%%

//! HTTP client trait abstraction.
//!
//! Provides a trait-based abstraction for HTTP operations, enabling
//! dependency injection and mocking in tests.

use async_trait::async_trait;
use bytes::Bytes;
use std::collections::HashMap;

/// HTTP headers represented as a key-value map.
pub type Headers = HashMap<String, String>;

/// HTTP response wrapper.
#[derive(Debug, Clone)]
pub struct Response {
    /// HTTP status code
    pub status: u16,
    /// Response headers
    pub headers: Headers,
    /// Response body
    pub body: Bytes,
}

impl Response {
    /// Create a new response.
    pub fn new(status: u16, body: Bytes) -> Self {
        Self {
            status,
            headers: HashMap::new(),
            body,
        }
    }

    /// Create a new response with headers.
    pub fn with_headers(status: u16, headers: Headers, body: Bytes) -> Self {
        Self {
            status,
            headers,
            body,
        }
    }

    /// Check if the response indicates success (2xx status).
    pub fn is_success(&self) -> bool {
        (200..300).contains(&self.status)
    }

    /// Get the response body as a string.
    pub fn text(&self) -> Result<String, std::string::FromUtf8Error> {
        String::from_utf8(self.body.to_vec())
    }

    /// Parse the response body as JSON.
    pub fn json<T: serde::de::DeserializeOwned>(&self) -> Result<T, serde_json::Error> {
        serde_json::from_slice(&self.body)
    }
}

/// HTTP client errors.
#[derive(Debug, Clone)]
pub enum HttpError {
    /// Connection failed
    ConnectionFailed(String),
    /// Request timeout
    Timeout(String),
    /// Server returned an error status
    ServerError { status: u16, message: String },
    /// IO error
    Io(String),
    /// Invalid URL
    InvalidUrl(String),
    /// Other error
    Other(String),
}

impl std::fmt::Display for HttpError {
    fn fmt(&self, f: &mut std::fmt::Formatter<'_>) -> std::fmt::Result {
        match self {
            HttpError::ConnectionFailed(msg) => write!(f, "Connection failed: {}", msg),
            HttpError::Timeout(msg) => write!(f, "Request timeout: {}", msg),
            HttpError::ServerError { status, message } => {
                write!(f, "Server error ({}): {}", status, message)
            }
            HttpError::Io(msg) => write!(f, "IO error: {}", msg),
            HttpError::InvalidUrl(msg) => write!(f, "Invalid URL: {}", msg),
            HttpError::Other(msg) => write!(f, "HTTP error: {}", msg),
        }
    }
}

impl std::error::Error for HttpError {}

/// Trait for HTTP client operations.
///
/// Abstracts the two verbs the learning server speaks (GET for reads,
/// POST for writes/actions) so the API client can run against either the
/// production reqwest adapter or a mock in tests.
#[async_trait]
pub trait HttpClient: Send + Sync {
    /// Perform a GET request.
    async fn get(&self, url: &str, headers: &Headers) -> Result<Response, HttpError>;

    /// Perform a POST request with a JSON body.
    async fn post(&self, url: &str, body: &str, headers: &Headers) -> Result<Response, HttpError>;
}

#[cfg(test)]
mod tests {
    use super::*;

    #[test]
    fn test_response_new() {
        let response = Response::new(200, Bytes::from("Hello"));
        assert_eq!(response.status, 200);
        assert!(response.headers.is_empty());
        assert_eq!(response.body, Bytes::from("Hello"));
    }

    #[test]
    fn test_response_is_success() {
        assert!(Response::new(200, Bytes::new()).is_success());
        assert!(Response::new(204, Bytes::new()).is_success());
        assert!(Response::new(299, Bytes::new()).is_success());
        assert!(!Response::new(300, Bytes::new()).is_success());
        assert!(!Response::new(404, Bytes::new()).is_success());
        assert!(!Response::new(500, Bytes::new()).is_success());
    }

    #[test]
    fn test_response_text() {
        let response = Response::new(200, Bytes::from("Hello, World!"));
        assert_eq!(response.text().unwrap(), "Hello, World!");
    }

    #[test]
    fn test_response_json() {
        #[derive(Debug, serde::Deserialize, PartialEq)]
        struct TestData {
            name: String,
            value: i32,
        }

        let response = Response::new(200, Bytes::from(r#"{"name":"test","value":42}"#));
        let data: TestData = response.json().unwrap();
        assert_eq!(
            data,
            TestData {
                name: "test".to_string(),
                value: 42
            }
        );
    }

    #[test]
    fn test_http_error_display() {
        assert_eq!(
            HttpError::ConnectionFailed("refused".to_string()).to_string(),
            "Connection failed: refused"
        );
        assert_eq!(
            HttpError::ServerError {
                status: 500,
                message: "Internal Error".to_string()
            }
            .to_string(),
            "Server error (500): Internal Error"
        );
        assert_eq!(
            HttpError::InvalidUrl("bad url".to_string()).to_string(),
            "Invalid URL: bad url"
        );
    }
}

%%

** What the task asks **
The records above are to be copied in full, exactly as written.

** Exercise response **
//! HTTP client trait abstraction.
//!
//! Provides a trait-based abstraction for HTTP operations, enabling
//! dependency injection and mocking in tests.

use async_trait::async_trait;
use bytes::Bytes;
use std::collections::HashMap;

/// HTTP headers represented as a key-value map.
pub type Headers = HashMap<String, String>;

/// HTTP response wrapper.
#[derive(Debug, Clone)]
pub struct Response {
    /// HTTP status code
    pub status: u16,
    /// Response headers
    pub headers: Headers,
    /// Response body
    pub body: Bytes,
}

impl Response {
    /// Create a new response.
    pub fn new(status: u16, body: Bytes) -> Self {
        Self {
            status,
            headers: HashMap::new(),
            body,
        }
    }

    /// Create a new response with headers.
    pub fn with_headers(status: u16, headers: Headers, body: Bytes) -> Self {
        Self {
            status,
            headers,
            body,
        }
    }

    /// Check if the response indicates success (2xx status).
    pub fn is_success(&self) -> bool {
        (200..300).contains(&self.status)
    }

    /// Get the response body as a string.
    pub fn text(&self) -> Result<String, std::string::FromUtf8Error> {
        String::from_utf8(self.body.to_vec())
    }

    /// Parse the response body as JSON.
    pub fn json<T: serde::de::DeserializeOwned>(&self) -> Result<T, serde_json::Error> {
        serde_json::from_slice(&self.body)
    }
}

/// HTTP client errors.
#[derive(Debug, Clone)]
pub enum HttpError {
    /// Connection failed
    ConnectionFailed(String),
    /// Request timeout
    Timeout(String),
    /// Server returned an error status
    ServerError { status: u16, message: String },
    /// IO error
    Io(String),
    /// Invalid URL
    InvalidUrl(String),
    /// Other error
    Other(String),
}

impl std::fmt::Display for HttpError {
    fn fmt(&self, f: &mut std::fmt::Formatter<'_>) -> std::fmt::Result {
        match self {
            HttpError::ConnectionFailed(msg) => write!(f, "Connection failed: {}", msg),
            HttpError::Timeout(msg) => write!(f, "Request timeout: {}", msg),
            HttpError::ServerError { status, message } => {
                write!(f, "Server error ({}): {}", status, message)
            }
            HttpError::Io(msg) => write!(f, "IO error: {}", msg),
            HttpError::InvalidUrl(msg) => write!(f, "Invalid URL: {}", msg),
            HttpError::Other(msg) => write!(f, "HTTP error: {}", msg),
        }
    }
}

impl std::error::Error for HttpError {}

/// Trait for HTTP client operations.
///
/// Abstracts the two verbs the learning server speaks (GET for reads,
/// POST for writes/actions) so the API client can run against either the
/// production reqwest adapter or a mock in tests.
#[async_trait]
pub trait HttpClient: Send + Sync {
    /// Perform a GET request.
    async fn get(&self, url: &str, headers: &Headers) -> Result<Response, HttpError>;

    /// Perform a POST request with a JSON body.
    async fn post(&self, url: &str, body: &str, headers: &Headers) -> Result<Response, HttpError>;
}

#[cfg(test)]
mod tests {
    use super::*;

    #[test]
    fn test_response_new() {
        let response = Response::new(200, Bytes::from("Hello"));
        assert_eq!(response.status, 200);
        assert!(response.headers.is_empty());
        assert_eq!(response.body, Bytes::from("Hello"));
    }

    #[test]
    fn test_response_is_success() {
        assert!(Response::new(200, Bytes::new()).is_success());
        assert!(Response::new(204, Bytes::new()).is_success());
        assert!(Response::new(299, Bytes::new()).is_success());
        assert!(!Response::new(300, Bytes::new()).is_success());
        assert!(!Response::new(404, Bytes::new()).is_success());
        assert!(!Response::new(500, Bytes::new()).is_success());
    }

    #[test]
    fn test_response_text() {
        let response = Response::new(200, Bytes::from("Hello, World!"));
        assert_eq!(response.text().unwrap(), "Hello, World!");
    }

    #[test]
    fn test_response_json() {
        #[derive(Debug, serde::Deserialize, PartialEq)]
        struct TestData {
            name: String,
            value: i32,
        }

        let response = Response::new(200, Bytes::from(r#"{"name":"test","value":42}"#));
        let data: TestData = response.json().unwrap();
        assert_eq!(
            data,
            TestData {
                name: "test".to_string(),
                value: 42
            }
        );
    }

    #[test]
    fn test_http_error_display() {
        assert_eq!(
            HttpError::ConnectionFailed("refused".to_string()).to_string(),
            "Connection failed: refused"
        );
        assert_eq!(
            HttpError::ServerError {
                status: 500,
                message: "Internal Error".to_string()
            }
            .to_string(),
            "Server error (500): Internal Error"
        );
        assert_eq!(
            HttpError::InvalidUrl("bad url".to_string()).to_string(),
            "Invalid URL: bad url"
        );
    }
}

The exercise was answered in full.